WORK TO COMPLETE: Write only the number of lines in the records beneath that hold "landscape".

EXTRACTED INFORMATION:
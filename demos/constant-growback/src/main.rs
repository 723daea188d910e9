//! constant-growback — the classic sugarscape scenario.
//!
//! 100 foragers on a 50×50 two-peak sugar landscape, 200 steps.  Foragers
//! climb toward the mounds, the population thins out as the badlands
//! starve their occupants, and the survivor count settles near the
//! landscape's carrying capacity.

mod map;

use std::io::Cursor;
use std::path::Path;
use std::time::Instant;

use anyhow::Result;

use sugar_core::{ModelConfig, Tick};
use sugar_grid::SugarMap;
use sugar_output::export_csv;
use sugar_sim::{DEFAULT_STEP_COUNT, ModelBuilder, ModelObserver};

// ── Constants ─────────────────────────────────────────────────────────────────

const WIDTH: u32 = 50;
const HEIGHT: u32 = 50;
const INITIAL_POPULATION: u32 = 100;
const SEED: u64 = 42;
const PROGRESS_INTERVAL: u64 = 20;

// ── Progress observer ─────────────────────────────────────────────────────────

struct ProgressPrinter {
    interval: u64,
}

impl ModelObserver for ProgressPrinter {
    fn on_step_end(&mut self, tick: Tick, living: usize) {
        if tick.0.is_multiple_of(self.interval) {
            println!("{tick}: {living} foragers alive");
        }
    }
}

// ── main ──────────────────────────────────────────────────────────────────────

fn main() -> Result<()> {
    println!("=== constant-growback — sugarscape ===");
    println!(
        "Grid: {WIDTH}x{HEIGHT}  |  Foragers: {INITIAL_POPULATION}  |  Steps: {DEFAULT_STEP_COUNT}  |  Seed: {SEED}"
    );
    println!();

    // 1. Build the two-peak sugar distribution and parse it like a map file.
    let map_text = map::two_peak_map(WIDTH, HEIGHT);
    let map = SugarMap::from_reader(Cursor::new(map_text))?;
    println!(
        "Sugar map: {}x{}, total capacity {}",
        map.width(),
        map.height(),
        map.total_capacity()
    );

    // 2. Construct the model.
    let config = ModelConfig {
        width: WIDTH,
        height: HEIGHT,
        initial_population: INITIAL_POPULATION,
        seed: SEED,
        verbose: false,
    };
    let mut model = ModelBuilder::new(config).sugar_map(map).build()?;
    println!("Initial foragers: {}", model.living_foragers());
    println!();

    // 3. Run.
    let t0 = Instant::now();
    model.run_with(
        DEFAULT_STEP_COUNT,
        &mut ProgressPrinter { interval: PROGRESS_INTERVAL },
    )?;
    let elapsed = t0.elapsed();
    println!();

    // 4. Export the metrics time series.
    std::fs::create_dir_all("output/constant-growback")?;
    let csv_path = Path::new("output/constant-growback/metrics.csv");
    export_csv(&model.metrics, csv_path)?;

    // 5. Summary.
    println!("Simulation complete in {:.3} s", elapsed.as_secs_f64());
    println!(
        "  survivors : {} / {}",
        model.living_foragers(),
        INITIAL_POPULATION
    );
    println!(
        "  metrics   : {} rows -> {}",
        model.metrics.sample_count(),
        csv_path.display()
    );
    println!();

    // 6. Survivor table (first ten).
    println!(
        "{:<10} {:<10} {:<8} {:<11} {:<7}",
        "Forager", "Position", "Stock", "Metabolism", "Vision"
    );
    println!("{}", "-".repeat(48));
    for (i, f) in model.foragers.iter().enumerate().filter(|(_, f)| f.alive).take(10) {
        println!(
            "{:<10} {:<10} {:<8} {:<11} {:<7}",
            i,
            f.pos.to_string(),
            f.sugar,
            f.metabolism,
            f.vision
        );
    }

    Ok(())
}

EXERCISE RESPONSE: 2